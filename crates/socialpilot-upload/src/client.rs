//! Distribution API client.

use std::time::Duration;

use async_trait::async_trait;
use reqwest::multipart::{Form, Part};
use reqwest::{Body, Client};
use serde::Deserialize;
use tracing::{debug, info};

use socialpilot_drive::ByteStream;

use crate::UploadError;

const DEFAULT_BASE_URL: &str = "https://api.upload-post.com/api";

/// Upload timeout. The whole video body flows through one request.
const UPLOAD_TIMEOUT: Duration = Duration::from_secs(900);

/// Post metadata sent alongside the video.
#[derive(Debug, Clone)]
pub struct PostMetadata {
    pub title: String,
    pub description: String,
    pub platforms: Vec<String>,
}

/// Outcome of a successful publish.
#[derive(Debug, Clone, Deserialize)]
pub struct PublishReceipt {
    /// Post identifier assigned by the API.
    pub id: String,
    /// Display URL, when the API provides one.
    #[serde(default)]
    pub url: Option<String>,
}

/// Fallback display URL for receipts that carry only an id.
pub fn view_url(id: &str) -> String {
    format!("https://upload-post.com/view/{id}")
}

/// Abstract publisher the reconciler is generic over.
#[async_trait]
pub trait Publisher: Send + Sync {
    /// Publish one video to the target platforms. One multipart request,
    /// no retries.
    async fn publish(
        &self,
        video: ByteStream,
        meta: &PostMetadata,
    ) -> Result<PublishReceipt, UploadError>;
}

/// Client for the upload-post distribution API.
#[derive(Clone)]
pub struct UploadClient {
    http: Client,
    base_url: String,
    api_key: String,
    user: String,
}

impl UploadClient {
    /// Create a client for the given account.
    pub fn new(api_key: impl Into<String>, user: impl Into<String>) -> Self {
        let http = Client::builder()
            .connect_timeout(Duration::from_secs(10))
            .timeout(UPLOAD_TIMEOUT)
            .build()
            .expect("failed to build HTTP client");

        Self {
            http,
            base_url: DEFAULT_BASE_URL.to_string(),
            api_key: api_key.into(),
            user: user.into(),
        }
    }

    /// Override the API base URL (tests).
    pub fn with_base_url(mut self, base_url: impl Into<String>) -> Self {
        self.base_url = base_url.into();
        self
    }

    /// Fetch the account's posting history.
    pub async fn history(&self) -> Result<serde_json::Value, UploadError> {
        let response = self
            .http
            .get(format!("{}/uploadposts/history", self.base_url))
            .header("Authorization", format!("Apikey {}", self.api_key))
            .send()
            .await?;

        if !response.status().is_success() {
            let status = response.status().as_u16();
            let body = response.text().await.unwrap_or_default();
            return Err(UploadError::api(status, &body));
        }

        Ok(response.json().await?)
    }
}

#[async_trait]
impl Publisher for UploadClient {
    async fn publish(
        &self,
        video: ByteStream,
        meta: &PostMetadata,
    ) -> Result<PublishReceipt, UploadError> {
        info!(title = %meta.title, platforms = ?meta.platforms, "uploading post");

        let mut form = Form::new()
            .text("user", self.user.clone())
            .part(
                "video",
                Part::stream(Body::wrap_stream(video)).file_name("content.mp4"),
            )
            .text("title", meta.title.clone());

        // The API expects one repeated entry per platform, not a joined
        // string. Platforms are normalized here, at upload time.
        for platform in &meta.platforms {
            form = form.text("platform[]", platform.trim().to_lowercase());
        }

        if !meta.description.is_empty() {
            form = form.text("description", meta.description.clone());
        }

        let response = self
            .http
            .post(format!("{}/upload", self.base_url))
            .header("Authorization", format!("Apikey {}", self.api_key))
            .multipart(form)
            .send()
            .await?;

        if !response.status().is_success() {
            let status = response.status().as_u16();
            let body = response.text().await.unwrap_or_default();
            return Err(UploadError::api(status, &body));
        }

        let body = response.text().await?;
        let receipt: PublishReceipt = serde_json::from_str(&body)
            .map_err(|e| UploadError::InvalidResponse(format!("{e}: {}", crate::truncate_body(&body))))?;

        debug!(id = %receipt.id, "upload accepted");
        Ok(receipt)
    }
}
+--
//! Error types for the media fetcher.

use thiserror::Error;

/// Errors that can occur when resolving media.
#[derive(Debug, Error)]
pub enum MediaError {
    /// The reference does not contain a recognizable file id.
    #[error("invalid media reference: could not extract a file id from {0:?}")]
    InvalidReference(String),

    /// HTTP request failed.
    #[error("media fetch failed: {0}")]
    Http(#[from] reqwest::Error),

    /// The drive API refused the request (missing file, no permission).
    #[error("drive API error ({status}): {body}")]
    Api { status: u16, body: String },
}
+--
What is needed is an exact copy of the lines above, from the one containing "use std::time::Duration;" through the one containing "#[derive(Debug, Clone, Deserialize)]", with nothing added.

use std::time::Duration;

use async_trait::async_trait;
use reqwest::multipart::{Form, Part};
use reqwest::{Body, Client};
use serde::Deserialize;
use tracing::{debug, info};

use socialpilot_drive::ByteStream;

use crate::UploadError;

const DEFAULT_BASE_URL: &str = "https://api.upload-post.com/api";

/// Upload timeout. The whole video body flows through one request.
const UPLOAD_TIMEOUT: Duration = Duration::from_secs(900);

/// Post metadata sent alongside the video.
#[derive(Debug, Clone)]
pub struct PostMetadata {
    pub title: String,
    pub description: String,
    pub platforms: Vec<String>,
}

/// Outcome of a successful publish.
#[derive(Debug, Clone, Deserialize)]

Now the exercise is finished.